▶ **Record excerpts**
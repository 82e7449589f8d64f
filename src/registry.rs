// Copyright 2024 SAP SE
//
// Licensed under the Apache License, Version 2.0 (the "License");
// you may not use this file except in compliance with the License.
// You may obtain a copy of the License at
//
//     http://www.apache.org/licenses/LICENSE-2.0
//
// Unless required by applicable law or agreed to in writing, software
// distributed under the License is distributed on an "AS IS" BASIS,
// WITHOUT WARRANTIES OR CONDITIONS OF ANY KIND, either express or implied.
// See the License for the specific language governing permissions and
// limitations under the License.

use std::future::Future;

use anyhow::{anyhow, Context};
use aws_config::sts::AssumeRoleProvider;
use aws_config::{BehaviorVersion, Region};
use aws_sdk_ecr::types::{ListImagesFilter, TagStatus};
use tracing::debug;

use crate::config::Target;

pub const APP_NAME: &str = "ecr-image-checker";

/// One page of a "list tagged images" call.
#[derive(Clone, Debug, Default, PartialEq, Eq)]
pub struct TagPage {
    pub tags: Vec<Option<String>>,
    pub next_token: Option<String>,
}

#[derive(Clone, Debug, PartialEq, Eq)]
pub struct ListRequest {
    pub repository_name: String,
    /// Only set when no role is assumed, otherwise the caller's own registry is listed.
    pub registry_id: Option<String>,
    pub next_token: Option<String>,
}

pub trait TagLister: Send + Sync {
    fn list_tagged_images(&self, request: ListRequest) -> impl Future<Output = anyhow::Result<TagPage>> + Send;
}

/// Builds a registry client whose credentials are scoped to exactly one target.
pub trait Connector: Send + Sync + 'static {
    type Client: TagLister;

    fn connect(&self, target: &Target) -> impl Future<Output = anyhow::Result<Self::Client>> + Send;
}

#[derive(Clone, Copy, Debug, Default)]
pub struct EcrConnector;

#[derive(Debug)]
pub struct EcrClient {
    ecr: aws_sdk_ecr::Client,
}

impl Connector for EcrConnector {
    type Client = EcrClient;

    async fn connect(&self, target: &Target) -> anyhow::Result<EcrClient> {
        let region = Region::new(
            target
                .region()
                .ok_or_else(|| anyhow!("target {} has no region", target.full_image_ref))?
                .to_owned(),
        );

        let mut loader = aws_config::defaults(BehaviorVersion::latest()).region(region.clone());

        // the role name may be set to "" on purpose to opt out of a default role
        if target.aws_role_arn.is_empty() {
            debug!(image = %target.full_image_ref, "no role to assume, using default credential chain");
        } else {
            debug!(role = %target.aws_role_arn, image = %target.full_image_ref, "assuming role");
            let provider = AssumeRoleProvider::builder(target.aws_role_arn.clone())
                .session_name(APP_NAME)
                .region(region)
                .build()
                .await;
            loader = loader.credentials_provider(provider);
        }

        let sdk_config = loader.load().await;
        Ok(EcrClient {
            ecr: aws_sdk_ecr::Client::new(&sdk_config),
        })
    }
}

impl TagLister for EcrClient {
    async fn list_tagged_images(&self, request: ListRequest) -> anyhow::Result<TagPage> {
        let output = self
            .ecr
            .list_images()
            .repository_name(&request.repository_name)
            .filter(ListImagesFilter::builder().tag_status(TagStatus::Tagged).build())
            .set_registry_id(request.registry_id)
            .set_next_token(request.next_token)
            .send()
            .await
            .with_context(|| format!("ListImages failed for repository {}", request.repository_name))?;

        Ok(TagPage {
            tags: output
                .image_ids()
                .iter()
                .map(|id| id.image_tag().map(str::to_owned))
                .collect(),
            next_token: output.next_token().map(str::to_owned),
        })
    }
}
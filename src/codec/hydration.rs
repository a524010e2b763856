//! Hydration codec for the payload section.
//!
//! The payload is JSON encoded twice in transit: the data value is serialized
//! to JSON text, and that text is serialized again as a JSON string literal.
//! The outer layer escapes `<`, `>` and `&` as `\u003c`, `\u003e` and
//! `\u0026` so the literal can be dropped into an HTML `<script>` block as is.
//!
//! The worker never re-serializes the payload text: undoing the outer layer
//! would also undo that escaping.

use std::io;

use serde::Serialize;
use serde_json::ser::{CompactFormatter, Formatter};
use serde_json::{Serializer, Value};

use crate::error::{Result, WorkerError};

/// Codec for double-encoded hydration data.
pub struct HydrationCodec;

impl HydrationCodec {
    /// Encode a value into payload bytes (host side).
    pub fn encode<T: Serialize + ?Sized>(value: &T) -> Result<Vec<u8>> {
        let inner = serde_json::to_string(value)?;
        let mut out = Vec::with_capacity(inner.len() + 2);
        let mut ser = Serializer::with_formatter(&mut out, HtmlSafeFormatter);
        inner.serialize(&mut ser)?;
        Ok(out)
    }

    /// Payload bytes as text, kept verbatim.
    pub fn text(bytes: &[u8]) -> Result<String> {
        String::from_utf8(bytes.to_vec())
            .map_err(|e| WorkerError::HydrationDecode(format!("invalid UTF-8: {e}")))
    }

    /// Undo both JSON layers of the payload text.
    ///
    /// # Errors
    ///
    /// `HydrationDecode` if the text is not a JSON string literal or the
    /// string it contains is not JSON.
    pub fn decode(text: &str) -> Result<Value> {
        let inner: String = serde_json::from_str(text).map_err(|e| {
            WorkerError::HydrationDecode(format!("outer layer is not a JSON string: {e}"))
        })?;

        serde_json::from_str(&inner)
            .map_err(|e| WorkerError::HydrationDecode(format!("inner layer is not JSON: {e}")))
    }
}

/// Compact JSON with HTML-sensitive characters escaped inside strings.
struct HtmlSafeFormatter;

impl Formatter for HtmlSafeFormatter {
    fn write_string_fragment<W>(&mut self, writer: &mut W, fragment: &str) -> io::Result<()>
    where
        W: ?Sized + io::Write,
    {
        let mut start = 0;
        for (idx, ch) in fragment.char_indices() {
            if !matches!(ch, '<' | '>' | '&') {
                continue;
            }
            if start < idx {
                CompactFormatter.write_string_fragment(writer, &fragment[start..idx])?;
            }
            write!(writer, "\\u{:04x}", ch as u32)?;
            start = idx + ch.len_utf8();
        }

        if start < fragment.len() {
            CompactFormatter.write_string_fragment(writer, &fragment[start..])?;
        }
        Ok(())
    }
}
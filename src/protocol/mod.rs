//! Protocol module - wire format, framing, and the request envelope.
//!
//! This module implements the binary protocol spoken on each connection:
//! - 8-byte header encoding/decoding (two big-endian lengths)
//! - Frame assembler for accumulating partial reads
//! - Frame struct holding the metadata and payload sections

mod assembler;
mod envelope;
mod frame;
mod wire_format;

pub use assembler::FrameAssembler;
pub use envelope::Envelope;
pub use frame::{build_frame, Frame};
pub use wire_format::{FrameHeader, DEFAULT_MAX_FRAME_SIZE, HEADER_SIZE, LENGTH_FIELD_SIZE};
//! JSON codec for the metadata section.
//!
//! The metadata comes from the controlling host and is trusted, so it is
//! parsed in one pass. It must be a JSON object: `serde_json` would otherwise
//! accept a positional array for a struct.

use serde_json::Value;

use crate::error::{Result, WorkerError};
use crate::protocol::Envelope;

/// JSON codec for request envelopes.
pub struct JsonCodec;

impl JsonCodec {
    /// Encode an envelope to metadata bytes.
    pub fn encode_envelope(envelope: &Envelope) -> Result<Vec<u8>> {
        Ok(serde_json::to_vec(envelope)?)
    }

    /// Decode metadata bytes to an envelope.
    ///
    /// # Errors
    ///
    /// `EnvelopeDecode` if the bytes are not UTF-8, not JSON, not an object,
    /// or lack a string `url`.
    pub fn decode_envelope(bytes: &[u8]) -> Result<Envelope> {
        let text = std::str::from_utf8(bytes)
            .map_err(|e| WorkerError::EnvelopeDecode(format!("invalid UTF-8: {e}")))?;

        let value: Value = serde_json::from_str(text)
            .map_err(|e| WorkerError::EnvelopeDecode(format!("invalid JSON: {e}")))?;

        if !value.is_object() {
            return Err(WorkerError::EnvelopeDecode(format!(
                "expected a JSON object, got {}",
                kind(&value)
            )));
        }

        serde_json::from_value(value).map_err(|e| WorkerError::EnvelopeDecode(e.to_string()))
    }
}

fn kind(value: &Value) -> &'static str {
    match value {
        Value::Null => "null",
        Value::Bool(_) => "a boolean",
        Value::Number(_) => "a number",
        Value::String(_) => "a string",
        Value::Array(_) => "an array",
        Value::Object(_) => "an object",
    }
}
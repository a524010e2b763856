//! Worker builder and accept loop.
//!
//! The [`WorkerBuilder`] provides a fluent API for registering renderers and
//! limits. The [`Worker`] manages the lifecycle:
//! 1. Bind the TCP listener
//! 2. Accept host connections
//! 3. Spawn one task per connection: read one frame, render, reply, close
//!
//! # Example
//!
//! ```ignore
//! use render_worker::renderer::RenderRequest;
//! use render_worker::Worker;
//!
//! #[tokio::main]
//! async fn main() -> Result<(), Box<dyn std::error::Error>> {
//!     let worker = Worker::builder()
//!         .renderer("home", |req: &RenderRequest| Ok(format!("<html>{}</html>", req.url)))
//!         .global_renderer("home")
//!         .bind("127.0.0.1:9000".parse()?)
//!         .await?;
//!
//!     worker.serve().await?;
//!     Ok(())
//! }
//! ```

mod connection;
mod responder;

use std::future::Future;
use std::net::SocketAddr;
use std::sync::Arc;
use std::time::Duration;

use tracing::Instrument;

use crate::error::Result;
use crate::protocol::DEFAULT_MAX_FRAME_SIZE;
use crate::renderer::{RenderCapability, RenderRequest, RenderResult, RendererRegistry};
use crate::transport::WorkerListener;

pub use connection::{handle_connection, ConnectionState};
pub use responder::{invoke, respond, Reply, ERROR_PREFIX};

/// Pause after a failed accept so a persistent error (e.g. fd exhaustion)
/// doesn't spin the loop.
const ACCEPT_BACKOFF: Duration = Duration::from_millis(50);

/// Builder for configuring and creating a worker.
pub struct WorkerBuilder {
    registry: RendererRegistry,
    global_renderer: Option<String>,
    max_frame_size: u32,
}

impl WorkerBuilder {
    /// Create a new worker builder.
    pub fn new() -> Self {
        Self {
            registry: RendererRegistry::new(),
            global_renderer: None,
            max_frame_size: DEFAULT_MAX_FRAME_SIZE,
        }
    }

    /// Register a render function under `name`.
    pub fn renderer<F>(mut self, name: &str, render: F) -> Self
    where
        F: Fn(&RenderRequest) -> RenderResult + Send + Sync + 'static,
    {
        self.registry.register(name, render);
        self
    }

    /// Bind a renderer implementation under `name`.
    pub fn renderer_impl<R: RenderCapability>(mut self, name: &str, renderer: R) -> Self {
        self.registry.bind(name, renderer);
        self
    }

    /// Declare a renderer name without an implementation.
    ///
    /// Requests for it are answered with a missing-render-method error.
    pub fn declare(mut self, name: &str) -> Self {
        self.registry.declare(name);
        self
    }

    /// Run a setup step against the registry, e.g. `builtin::install`.
    pub fn configure<F>(mut self, configure: F) -> Self
    where
        F: FnOnce(&mut RendererRegistry),
    {
        configure(&mut self.registry);
        self
    }

    /// Renderer used for requests that don't name one.
    ///
    /// Checked against the registry in [`bind`](Self::bind).
    pub fn global_renderer(mut self, name: impl Into<String>) -> Self {
        self.global_renderer = Some(name.into());
        self
    }

    /// Maximum `meta_length + data_length` accepted per frame.
    ///
    /// Default: 64 MB
    pub fn max_frame_size(mut self, limit: u32) -> Self {
        self.max_frame_size = limit;
        self
    }

    /// Finish configuration without binding a socket.
    ///
    /// # Errors
    ///
    /// `RendererNotFound` if the global renderer was never registered.
    pub fn build_registry(mut self) -> Result<(RendererRegistry, u32)> {
        if let Some(name) = self.global_renderer.take() {
            self.registry.set_global(&name)?;
        }
        Ok((self.registry, self.max_frame_size))
    }

    /// Build the worker and bind its listener.
    pub async fn bind(self, addr: SocketAddr) -> Result<Worker> {
        let (registry, max_frame_size) = self.build_registry()?;
        let listener = WorkerListener::bind(addr).await?;

        Ok(Worker {
            listener,
            shared: Arc::new(Shared {
                registry,
                max_frame_size,
            }),
        })
    }
}

impl Default for WorkerBuilder {
    fn default() -> Self {
        Self::new()
    }
}

/// State shared read-only by every connection task.
struct Shared {
    registry: RendererRegistry,
    max_frame_size: u32,
}

/// A bound worker, ready to serve.
pub struct Worker {
    listener: WorkerListener,
    shared: Arc<Shared>,
}

impl Worker {
    /// Create a new worker builder.
    pub fn builder() -> WorkerBuilder {
        WorkerBuilder::new()
    }

    /// Address the listener is bound to.
    pub fn local_addr(&self) -> Result<SocketAddr> {
        self.listener.local_addr()
    }

    /// Registry used to resolve renderers.
    pub fn registry(&self) -> &RendererRegistry {
        &self.shared.registry
    }

    /// Accept connections until the process ends.
    pub async fn serve(self) -> Result<()> {
        self.serve_with_shutdown(std::future::pending()).await
    }

    /// Accept connections until `shutdown` resolves.
    ///
    /// Connections already accepted keep running on their own tasks.
    pub async fn serve_with_shutdown<F>(self, shutdown: F) -> Result<()>
    where
        F: Future<Output = ()>,
    {
        tokio::pin!(shutdown);
        let addr = self.listener.local_addr()?;
        tracing::info!(%addr, "Ready to accept connections");

        let mut next_id: u64 = 0;
        loop {
            tokio::select! {
                _ = &mut shutdown => {
                    tracing::info!(%addr, "Shutting down listener");
                    return Ok(());
                }
                accepted = self.listener.accept() => {
                    let (stream, peer) = match accepted {
                        Ok(accepted) => accepted,
                        Err(e) => {
                            tracing::warn!("Accept failed: {}", e);
                            tokio::time::sleep(ACCEPT_BACKOFF).await;
                            continue;
                        }
                    };

                    next_id += 1;
                    let span = tracing::debug_span!(
                        "connection",
                        id = next_id,
                        %peer,
                        request_id = tracing::field::Empty,
                    );
                    let shared = Arc::clone(&self.shared);

                    tokio::spawn(
                        async move {
                            if let Err(e) =
                                handle_connection(stream, &shared.registry, shared.max_frame_size)
                                    .await
                            {
                                tracing::warn!("Connection error: {}", e);
                            }
                        }
                        .instrument(span),
                    );
                }
            }
        }
    }
}
//! Integration tests for render-worker.
//!
//! These tests run a worker on an ephemeral port and talk to it over TCP.

use std::net::SocketAddr;
use std::sync::{Arc, Mutex};

use serde_json::{json, Value};
use tokio::io::{AsyncReadExt, AsyncWriteExt};
use tokio::net::TcpStream;
use tokio::sync::oneshot;

use render_worker::protocol::build_frame;
use render_worker::renderer::builtin::{self, DOCUMENT_RENDERER};
use render_worker::renderer::RenderResult;
use render_worker::{
    RenderCapability, RenderClient, RenderError, RenderRequest, RendererChoice, Worker, WorkerError,
};

/// Start a worker and return its address plus a shutdown trigger.
async fn start(
    seen: Arc<Mutex<Vec<Value>>>,
    with_global: bool,
) -> (SocketAddr, oneshot::Sender<()>) {
    let mut builder = Worker::builder()
        .configure(builtin::install)
        .renderer("home", move |req: &RenderRequest| {
            seen.lock().unwrap().push(req.json_data.clone());
            Ok(format!("<html>{}</html>", req.url))
        })
        .renderer("broken", |_req: &RenderRequest| Err(RenderError::new("template exploded")))
        .declare("admin");
    if with_global {
        builder = builder.global_renderer("home");
    }

    let worker = builder.bind("127.0.0.1:0".parse().unwrap()).await.unwrap();
    let addr = worker.local_addr().unwrap();
    let (tx, rx) = oneshot::channel();

    tokio::spawn(async move {
        worker
            .serve_with_shutdown(async {
                let _ = rx.await;
            })
            .await
            .unwrap();
    });

    (addr, tx)
}

/// Send raw frame bytes in the given chunk sizes and read the whole reply.
async fn send_raw(addr: SocketAddr, bytes: &[u8], chunk: usize) -> String {
    let mut stream = TcpStream::connect(addr).await.unwrap();
    stream.set_nodelay(true).unwrap();
    for part in bytes.chunks(chunk) {
        stream.write_all(part).await.unwrap();
        stream.flush().await.unwrap();
    }
    let mut reply = String::new();
    stream.read_to_string(&mut reply).await.unwrap();
    reply
}

/// The `/home` scenario with hand-built wire bytes.
#[tokio::test]
async fn test_home_scenario_over_tcp() {
    let seen = Arc::new(Mutex::new(Vec::new()));
    let (addr, _shutdown) = start(Arc::clone(&seen), true).await;

    let frame = build_frame(
        br#"{"requestId":"r1","url":"/home"}"#,
        br#""\"{\\\"a\\\":1}\"""#,
    )
    .unwrap();

    for chunk in [frame.len(), 7, 1] {
        let reply = send_raw(addr, &frame, chunk).await;
        assert_eq!(reply, "<html>/home</html>");
    }

    let seen = seen.lock().unwrap();
    assert_eq!(seen.len(), 3);
    assert!(seen.iter().all(|v| *v == json!({"a": 1})));
}

/// Client round trip through the global renderer.
#[tokio::test]
async fn test_client_global_renderer() {
    let seen = Arc::new(Mutex::new(Vec::new()));
    let (addr, _shutdown) = start(Arc::clone(&seen), true).await;

    let client = RenderClient::new(addr).with_global_renderer(true);
    let data = json!({"user": {"name": "Ada", "tags": ["a", "b"]}});
    let html = client
        .render("/profile?id=7", &data, RendererChoice::Global)
        .await
        .unwrap();

    assert_eq!(html, "<html>/profile?id=7</html>");
    assert_eq!(seen.lock().unwrap().as_slice(), &[data]);
}

/// Named renderer receives the escaped payload text untouched.
#[tokio::test]
async fn test_client_document_renderer_keeps_escaping() {
    let (addr, _shutdown) = start(Arc::new(Mutex::new(Vec::new())), true).await;

    let client = RenderClient::new(addr);
    let html = client
        .render(
            "/post",
            &json!({"body": "</script><img src=x onerror=alert(1)>"}),
            RendererChoice::Named(DOCUMENT_RENDERER.to_string()),
        )
        .await
        .unwrap();

    assert_eq!(html.matches("</script>").count(), 1);
    assert!(html.contains("\\u003c/script\\u003e"));
}

/// Every dispatch failure comes back as a typed error, never a success.
#[tokio::test]
async fn test_client_error_replies() {
    let (addr, _shutdown) = start(Arc::new(Mutex::new(Vec::new())), true).await;
    let client = RenderClient::new(addr);

    let cases = [
        ("missing", "Renderer not found: missing"),
        ("admin", "Renderer admin does not define a render method"),
        ("broken", "Exception during rendering: template exploded"),
    ];

    for (renderer, expected) in cases {
        let err = client
            .render("/", &json!(null), RendererChoice::Named(renderer.to_string()))
            .await
            .unwrap_err();
        match err {
            WorkerError::RenderFailed(detail) => assert_eq!(detail, expected),
            other => panic!("unexpected error for {renderer}: {other}"),
        }
    }
}

/// Without a global renderer the worker answers with an error.
#[tokio::test]
async fn test_no_global_renderer_over_tcp() {
    let (addr, _shutdown) = start(Arc::new(Mutex::new(Vec::new())), false).await;

    let frame = build_frame(br#"{"requestId":"r1","url":"/"}"#, br#""\"1\"""#).unwrap();
    let reply = send_raw(addr, &frame, frame.len()).await;

    assert!(reply.starts_with("ERROR:Renderer is not provided"));
}

/// Malformed input never takes the worker down.
#[tokio::test]
async fn test_malformed_frames_do_not_crash_worker() {
    let (addr, _shutdown) = start(Arc::new(Mutex::new(Vec::new())), true).await;

    let bad_meta = build_frame(&[0xC3, 0x28], br#""\"1\"""#).unwrap();
    let reply = send_raw(addr, &bad_meta, bad_meta.len()).await;
    assert!(reply.starts_with("ERROR:Failed to decode envelope"));

    let bad_data = build_frame(br#"{"requestId":1,"url":"/"}"#, b"{\"a\":1}").unwrap();
    let reply = send_raw(addr, &bad_data, bad_data.len()).await;
    assert!(reply.starts_with("ERROR:Failed to decode hydration data"));

    // Worker still serves valid requests afterwards.
    let client = RenderClient::new(addr).with_global_renderer(true);
    let html = client
        .render("/still-up", &json!(1), RendererChoice::Global)
        .await
        .unwrap();
    assert_eq!(html, "<html>/still-up</html>");
}

/// Connections are served concurrently and independently.
#[tokio::test]
async fn test_concurrent_requests() {
    let (addr, _shutdown) = start(Arc::new(Mutex::new(Vec::new())), true).await;
    let client = RenderClient::new(addr).with_global_renderer(true);

    let mut tasks = Vec::new();
    for i in 0..16 {
        let client = client.clone();
        tasks.push(tokio::spawn(async move {
            client
                .render(&format!("/page/{i}"), &json!({"i": i}), RendererChoice::Global)
                .await
        }));
    }

    for (i, task) in tasks.into_iter().enumerate() {
        assert_eq!(task.await.unwrap().unwrap(), format!("<html>/page/{i}</html>"));
    }
}

/// Renders the length of a string payload.
struct SizeRenderer;

impl RenderCapability for SizeRenderer {
    fn render(&self, request: &RenderRequest) -> RenderResult {
        Ok(format!("{} chars", request.json_data.as_str().map_or(0, str::len)))
    }
}

/// A frame over the limit sent in full still gets the error reply.
#[tokio::test]
async fn test_client_oversized_frame_gets_error_reply() {
    let worker = Worker::builder()
        .renderer_impl("size", SizeRenderer)
        .global_renderer("size")
        .max_frame_size(1024)
        .bind("127.0.0.1:0".parse().unwrap())
        .await
        .unwrap();
    let addr = worker.local_addr().unwrap();
    let (tx, rx) = oneshot::channel::<()>();
    tokio::spawn(async move {
        worker
            .serve_with_shutdown(async {
                let _ = rx.await;
            })
            .await
            .unwrap();
    });

    let client = RenderClient::new(addr).with_global_renderer(true);

    let html = client
        .render("/", &"y".repeat(100), RendererChoice::Global)
        .await
        .unwrap();
    assert_eq!(html, "100 chars");

    let err = client
        .render("/", &"y".repeat(4 << 20), RendererChoice::Global)
        .await
        .unwrap_err();
    match err {
        WorkerError::RenderFailed(detail) => {
            assert!(detail.starts_with("Frame body of"), "{detail}");
            assert!(detail.ends_with("exceeds maximum 1024"), "{detail}");
        }
        other => panic!("unexpected error: {other}"),
    }

    drop(tx);
}
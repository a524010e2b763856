//! Transport module - TCP listener the worker accepts host connections on.

mod tcp;

pub use tcp::WorkerListener;
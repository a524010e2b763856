//! Frame struct with typed accessors.
//!
//! A complete frame owns its metadata and payload sections as
//! `bytes::Bytes`, split out of one buffer without copying.
//!
//! # Example
//!
//! ```
//! use render_worker::protocol::{build_frame, FrameAssembler};
//!
//! let bytes = build_frame(br#"{"url":"/"}"#, b"\"\\\"1\\\"\"").unwrap();
//! let frame = FrameAssembler::new().push(&bytes).unwrap().unwrap();
//!
//! assert_eq!(frame.meta(), br#"{"url":"/"}"#);
//! ```

use bytes::Bytes;

use super::wire_format::{FrameHeader, HEADER_SIZE};
use crate::error::Result;

/// A complete protocol frame.
#[derive(Debug, Clone)]
pub struct Frame {
    /// Decoded header.
    pub header: FrameHeader,
    /// Metadata section, exactly `header.meta_length` bytes.
    pub meta: Bytes,
    /// Payload section, exactly `header.data_length` bytes.
    pub data: Bytes,
}

impl Frame {
    /// Create a new frame from header and sections.
    pub fn new(header: FrameHeader, meta: Bytes, data: Bytes) -> Self {
        debug_assert_eq!(meta.len(), header.meta_length as usize);
        debug_assert_eq!(data.len(), header.data_length as usize);
        Self { header, meta, data }
    }

    /// Metadata bytes.
    #[inline]
    pub fn meta(&self) -> &[u8] {
        &self.meta
    }

    /// Payload bytes.
    #[inline]
    pub fn data(&self) -> &[u8] {
        &self.data
    }

    /// Total size on the wire, header included.
    #[inline]
    pub fn wire_len(&self) -> usize {
        HEADER_SIZE + self.meta.len() + self.data.len()
    }
}

/// Build a complete frame as a single byte vector.
///
/// # Example
///
/// ```
/// use render_worker::protocol::build_frame;
///
/// let bytes = build_frame(b"{}", b"abc").unwrap();
/// assert_eq!(&bytes[..8], &[0, 0, 0, 2, 0, 0, 0, 3]);
/// assert_eq!(bytes.len(), 8 + 2 + 3);
/// ```
pub fn build_frame(meta: &[u8], data: &[u8]) -> Result<Vec<u8>> {
    let header = FrameHeader::for_sections(meta, data)?;
    let mut buf = Vec::with_capacity(HEADER_SIZE + meta.len() + data.len());
    buf.extend_from_slice(&header.encode());
    buf.extend_from_slice(meta);
    buf.extend_from_slice(data);
    Ok(buf)
}
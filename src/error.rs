//! Error types for render-worker.

use thiserror::Error;

/// Main error type for all worker and client operations.
#[derive(Debug, Error)]
pub enum WorkerError {
    /// I/O error on the connection or listener.
    #[error("I/O error: {0}")]
    Io(#[from] std::io::Error),

    /// JSON serialization error outside of request decoding.
    #[error("JSON error: {0}")]
    Json(#[from] serde_json::Error),

    /// Protocol error (frame reused, lengths out of range, etc.).
    #[error("Protocol error: {0}")]
    Protocol(String),

    /// Declared frame body is larger than the configured maximum.
    #[error("Frame body of {declared} bytes exceeds maximum {max}")]
    FrameTooLarge { declared: u64, max: u32 },

    /// Peer stopped writing before the declared frame arrived.
    #[error("Connection closed before frame was complete ({received} bytes received)")]
    IncompleteFrame { received: usize },

    /// Metadata section is not valid UTF-8 JSON describing an envelope.
    #[error("Failed to decode envelope: {0}")]
    EnvelopeDecode(String),

    /// Payload section failed UTF-8 or one of the two JSON layers.
    #[error("Failed to decode hydration data: {0}")]
    HydrationDecode(String),

    /// The request named a renderer that is not registered.
    #[error("Renderer not found: {0}")]
    RendererNotFound(String),

    /// No renderer requested and no global renderer configured.
    #[error("Renderer is not provided: request did not name one and no global renderer is configured")]
    NoRendererConfigured,

    /// Renderer name is declared but nothing implements its render method.
    #[error("Renderer {0} does not define a render method")]
    RendererMissingRenderMethod(String),

    /// The renderer itself failed.
    #[error("Exception during rendering: {0}")]
    RenderInvocation(String),

    /// The worker answered with an `ERROR:` reply (client side).
    #[error("Worker reported an error: {0}")]
    RenderFailed(String),

    /// Invalid process configuration.
    #[error("Configuration error: {0}")]
    Config(String),
}

/// Result type alias using WorkerError.
pub type Result<T> = std::result::Result<T, WorkerError>;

▶ **Exercise requirements**
In this listing, how many lines contain "trait"? Give the number without explanation.

▶ **Response to the task**
2